Пришел в сознание. Руки-ноги двигались, но не видел ничего. Нас, раненых, оттащили в выкопанную ячейку рядом с каким-то домом, лежали впятером. Прилетали немецкие самолеты, бомбили. От взрывов фундамент дома осыпался в нашу ячейку, нас засыпало камнями. Так вдобавок к ранениям получил контузию. Хорошо, что откопали быстро, потому как дышать уже почти не мог.
Вечером меня перенесли на командный пункт и отправили в госпиталь
Танки пошли на Берлин
Попал в военный эвакуационный госпиталь №1396. Где он находился, не могу сказать, все время переезжали. А я тогда тяжелый был.
Медсестра Лидия делала мне первую перевязку. Рассказывала, что я очень кровавый был, когда привезли в госпиталь и весь в синяках. От моего имени она написала письмо матери, что жив.
После выздоровления, в октябре 1944 года, меня направили в запасной 143 армейский фронтовой действующий полк. С 06 октября по 15 февраля 1945 был в том полку. Стал радистом. Прошел подготовку и был допущен работать на всех фронтовых радиосетях, на всех видах радиостанций.
После направили в 119 стрелковый корпус 964 отдельный батальон связи в радиороту. Наш батальон связи обеспечивал весь стрелковый корпус связью. Мы готовили радиостанции. Задача была проверить аппаратуру для танков, которые пошли на Берлин.
9 мая я был дежурным на рации. С 2 до 6 утра моя очередь была. Включил приемник для контроля своей работы телеграфом, послушал московскую волну. И услышал слова Левитана: «Внимание, внимание говорит Москва! Будет передано радостное сообщение…». Я весь расчет разбудил и офицерский состав тоже, когда услышал, что Победа! Конец войны!

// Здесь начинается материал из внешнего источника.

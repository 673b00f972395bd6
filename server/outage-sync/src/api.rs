//! HTTP client for the GridWatch platform API.

use std::time::Duration;

use outage_engine::{RawOutage, SiteInfo, SiteOutage};
use reqwest::{RequestBuilder, Response};
use tracing::warn;

use crate::error::SyncError;
use crate::retry::RetryPolicy;
use crate::settings::Settings;

/// Header carrying the API key on every request.
pub const API_KEY_HEADER: &str = "x-api-key";

/// Typed client for the three platform endpoints the worker uses.
pub struct ApiClient {
  http: reqwest::Client,
  base_url: String,
  api_key: String,
  retry: RetryPolicy,
}

impl ApiClient {
  pub fn new(settings: &Settings) -> Result<Self, SyncError> {
    let http = reqwest::Client::builder()
      .timeout(Duration::from_secs(settings.request_timeout_secs))
      .build()
      .map_err(|e| SyncError::http("building http client", e))?;

    Ok(Self {
      http,
      base_url: settings.api_url.trim_end_matches('/').to_string(),
      api_key: settings.api_key.clone(),
      retry: RetryPolicy::new(&settings.retry),
    })
  }

  /// `GET /outages` — every outage the platform knows about.
  pub async fn outages(&self) -> Result<Vec<RawOutage>, SyncError> {
    let url = self.endpoint("outages");
    let response = self.send_with_retry(&url, || self.http.get(&url)).await?;
    response
      .json()
      .await
      .map_err(|e| SyncError::http(format!("decoding {}", url), e))
  }

  /// `GET /site-info/{site_id}` — site metadata including the device list.
  pub async fn site_info(&self, site_id: &str) -> Result<SiteInfo, SyncError> {
    let url = self.endpoint(&format!("site-info/{}", site_id));
    let response = self.send_with_retry(&url, || self.http.get(&url)).await?;
    response
      .json()
      .await
      .map_err(|e| SyncError::http(format!("decoding {}", url), e))
  }

  /// `POST /site-outages/{site_id}` — submit the enriched report.
  pub async fn post_site_outages(
    &self,
    site_id: &str,
    report: &[SiteOutage],
  ) -> Result<(), SyncError> {
    let url = self.endpoint(&format!("site-outages/{}", site_id));
    self
      .send_with_retry(&url, || self.http.post(&url).json(report))
      .await?;
    Ok(())
  }

  fn endpoint(&self, path: &str) -> String {
    format!("{}/{}", self.base_url, path)
  }

  /// Send a request, retrying transport errors and 500-504 responses with
  /// capped exponential backoff. Success is any 2xx; other statuses fail
  /// immediately.
  async fn send_with_retry(
    &self,
    url: &str,
    build: impl Fn() -> RequestBuilder,
  ) -> Result<Response, SyncError> {
    let mut attempt = 0;
    loop {
      let outcome = build()
        .header(API_KEY_HEADER, self.api_key.as_str())
        .send()
        .await;

      match outcome {
        Ok(response) if response.status().is_success() => return Ok(response),
        Ok(response) => {
          let status = response.status();
          if !RetryPolicy::is_retryable(status) || attempt + 1 >= self.retry.max_attempts {
            return Err(SyncError::Status {
              url: url.to_string(),
              status,
            });
          }
          warn!(%url, %status, attempt, "transient status, backing off");
        }
        Err(e) => {
          if attempt + 1 >= self.retry.max_attempts {
            return Err(SyncError::http(format!("requesting {}", url), e));
          }
          warn!(%url, error = %e, attempt, "transport error, backing off");
        }
      }

      tokio::time::sleep(self.retry.delay(attempt)).await;
      attempt += 1;
    }
  }
}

У старичков-офицеров были слезы! Был страшный ураган огня. От радости в воздух палили изо всего.
После мая 1945 года демобилизовали всех, кроме молодежи 1925-28 годов рождения. Стариков отправили домой, а мы остались служить еще пять лет до 1950-го года. Без семей и детей. Девки наши все уже замуж вышли. Некого было призывать на службу после войны.
Ну а закончил я свою военную службу в 1969 году. Ушел в отставку по состоянию здоровья после тяжёлых операций на голове. Ранения давали о себе знать. В отставку ушёл с правом ношения формы.
Дослужился до подполковника. И можно сказать, всю свою жизнь посвятил Советской Армии.